Goal of the exercise => All lines from the one that mentions "use crate::agentkit::Agentkit;" through the last of the entries below must be copied exactly, with both ends kept.

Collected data

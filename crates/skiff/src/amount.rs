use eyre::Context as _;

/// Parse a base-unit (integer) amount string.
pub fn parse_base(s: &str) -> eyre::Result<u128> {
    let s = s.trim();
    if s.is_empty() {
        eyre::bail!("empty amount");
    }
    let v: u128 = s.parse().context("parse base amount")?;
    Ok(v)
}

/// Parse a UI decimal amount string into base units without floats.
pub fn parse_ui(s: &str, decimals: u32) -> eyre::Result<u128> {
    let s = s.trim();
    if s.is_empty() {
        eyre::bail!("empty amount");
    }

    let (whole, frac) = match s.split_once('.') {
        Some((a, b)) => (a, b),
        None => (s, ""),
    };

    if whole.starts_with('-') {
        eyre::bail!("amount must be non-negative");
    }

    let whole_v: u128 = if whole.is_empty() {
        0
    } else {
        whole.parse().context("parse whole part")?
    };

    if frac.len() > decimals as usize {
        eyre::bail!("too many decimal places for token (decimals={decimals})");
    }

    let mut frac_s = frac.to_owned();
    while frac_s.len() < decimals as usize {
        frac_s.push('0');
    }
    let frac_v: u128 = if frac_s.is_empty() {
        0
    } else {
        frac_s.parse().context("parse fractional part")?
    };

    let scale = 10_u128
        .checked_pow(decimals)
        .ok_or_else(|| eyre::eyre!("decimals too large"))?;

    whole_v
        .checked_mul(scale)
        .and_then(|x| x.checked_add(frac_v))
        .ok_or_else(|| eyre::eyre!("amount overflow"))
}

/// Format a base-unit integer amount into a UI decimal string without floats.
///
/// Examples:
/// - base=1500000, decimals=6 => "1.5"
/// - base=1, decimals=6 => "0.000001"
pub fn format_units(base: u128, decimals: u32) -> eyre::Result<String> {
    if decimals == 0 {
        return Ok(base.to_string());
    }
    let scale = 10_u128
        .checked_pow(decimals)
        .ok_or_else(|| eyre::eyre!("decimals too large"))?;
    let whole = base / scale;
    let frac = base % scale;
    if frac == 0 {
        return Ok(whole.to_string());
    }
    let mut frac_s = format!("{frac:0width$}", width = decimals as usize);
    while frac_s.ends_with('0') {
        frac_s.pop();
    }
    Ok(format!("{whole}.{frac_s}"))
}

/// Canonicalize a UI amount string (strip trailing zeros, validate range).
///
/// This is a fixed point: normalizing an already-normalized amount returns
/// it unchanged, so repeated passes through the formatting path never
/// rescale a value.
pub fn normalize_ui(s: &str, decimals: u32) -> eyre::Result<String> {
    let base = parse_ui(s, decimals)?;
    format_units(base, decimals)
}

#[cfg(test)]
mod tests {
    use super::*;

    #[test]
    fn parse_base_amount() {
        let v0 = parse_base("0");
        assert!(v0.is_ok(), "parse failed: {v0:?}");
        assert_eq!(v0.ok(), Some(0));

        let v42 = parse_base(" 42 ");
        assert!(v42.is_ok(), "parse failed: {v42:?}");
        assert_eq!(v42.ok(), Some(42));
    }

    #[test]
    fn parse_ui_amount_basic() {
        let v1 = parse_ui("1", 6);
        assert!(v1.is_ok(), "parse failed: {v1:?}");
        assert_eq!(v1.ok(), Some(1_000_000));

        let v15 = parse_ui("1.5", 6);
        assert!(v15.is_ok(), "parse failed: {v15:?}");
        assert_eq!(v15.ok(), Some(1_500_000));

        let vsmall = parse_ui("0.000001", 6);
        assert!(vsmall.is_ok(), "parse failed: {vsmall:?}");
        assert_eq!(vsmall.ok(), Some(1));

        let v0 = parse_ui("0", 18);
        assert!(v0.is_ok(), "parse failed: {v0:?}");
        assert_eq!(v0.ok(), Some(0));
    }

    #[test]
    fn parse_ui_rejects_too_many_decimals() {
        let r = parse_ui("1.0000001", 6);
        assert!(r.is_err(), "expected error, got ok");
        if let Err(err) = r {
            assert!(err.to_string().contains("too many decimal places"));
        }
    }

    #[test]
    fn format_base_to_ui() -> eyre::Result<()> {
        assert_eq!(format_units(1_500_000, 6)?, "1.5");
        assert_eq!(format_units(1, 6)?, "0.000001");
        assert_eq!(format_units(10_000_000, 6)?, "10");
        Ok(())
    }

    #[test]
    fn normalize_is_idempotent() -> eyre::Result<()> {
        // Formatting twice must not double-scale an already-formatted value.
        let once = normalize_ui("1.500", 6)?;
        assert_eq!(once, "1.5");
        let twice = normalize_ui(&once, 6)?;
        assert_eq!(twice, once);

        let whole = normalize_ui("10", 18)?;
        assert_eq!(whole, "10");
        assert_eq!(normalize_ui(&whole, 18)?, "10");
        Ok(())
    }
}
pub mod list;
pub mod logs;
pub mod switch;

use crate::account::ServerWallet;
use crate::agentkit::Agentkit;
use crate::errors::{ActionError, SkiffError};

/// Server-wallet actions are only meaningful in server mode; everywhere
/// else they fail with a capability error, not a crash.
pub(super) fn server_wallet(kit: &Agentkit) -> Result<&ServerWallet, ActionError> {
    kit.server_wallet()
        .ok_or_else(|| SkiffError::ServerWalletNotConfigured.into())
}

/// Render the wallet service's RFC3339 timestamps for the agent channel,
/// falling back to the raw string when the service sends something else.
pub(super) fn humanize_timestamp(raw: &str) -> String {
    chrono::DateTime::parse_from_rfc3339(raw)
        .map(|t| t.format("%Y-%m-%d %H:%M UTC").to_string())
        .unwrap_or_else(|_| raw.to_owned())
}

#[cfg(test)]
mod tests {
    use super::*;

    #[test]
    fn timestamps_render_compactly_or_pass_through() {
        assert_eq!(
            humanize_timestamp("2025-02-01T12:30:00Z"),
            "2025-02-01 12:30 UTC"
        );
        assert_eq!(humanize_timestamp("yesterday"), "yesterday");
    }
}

Answer for the task =>
use crate::agentkit::Agentkit;
use crate::errors::{ActionError, SkiffError};

/// Server-wallet actions are only meaningful in server mode; everywhere
/// else they fail with a capability error, not a crash.
pub(super) fn server_wallet(kit: &Agentkit) -> Result<&ServerWallet, ActionError> {
    kit.server_wallet()
        .ok_or_else(|| SkiffError::ServerWalletNotConfigured.into())
}

/// Render the wallet service's RFC3339 timestamps for the agent channel,
/// falling back to the raw string when the service sends something else.
pub(super) fn humanize_timestamp(raw: &str) -> String {
    chrono::DateTime::parse_from_rfc3339(raw)
        .map(|t| t.format("%Y-%m-%d %H:%M UTC").to_string())
        .unwrap_or_else(|_| raw.to_owned())
}

#[cfg(test)]
mod tests {
    use super::*;

    #[test]
    fn timestamps_render_compactly_or_pass_through() {
        assert_eq!(
            humanize_timestamp("2025-02-01T12:30:00Z"),
            "2025-02-01 12:30 UTC"
        );
        assert_eq!(humanize_timestamp("yesterday"), "yesterday");
    }
}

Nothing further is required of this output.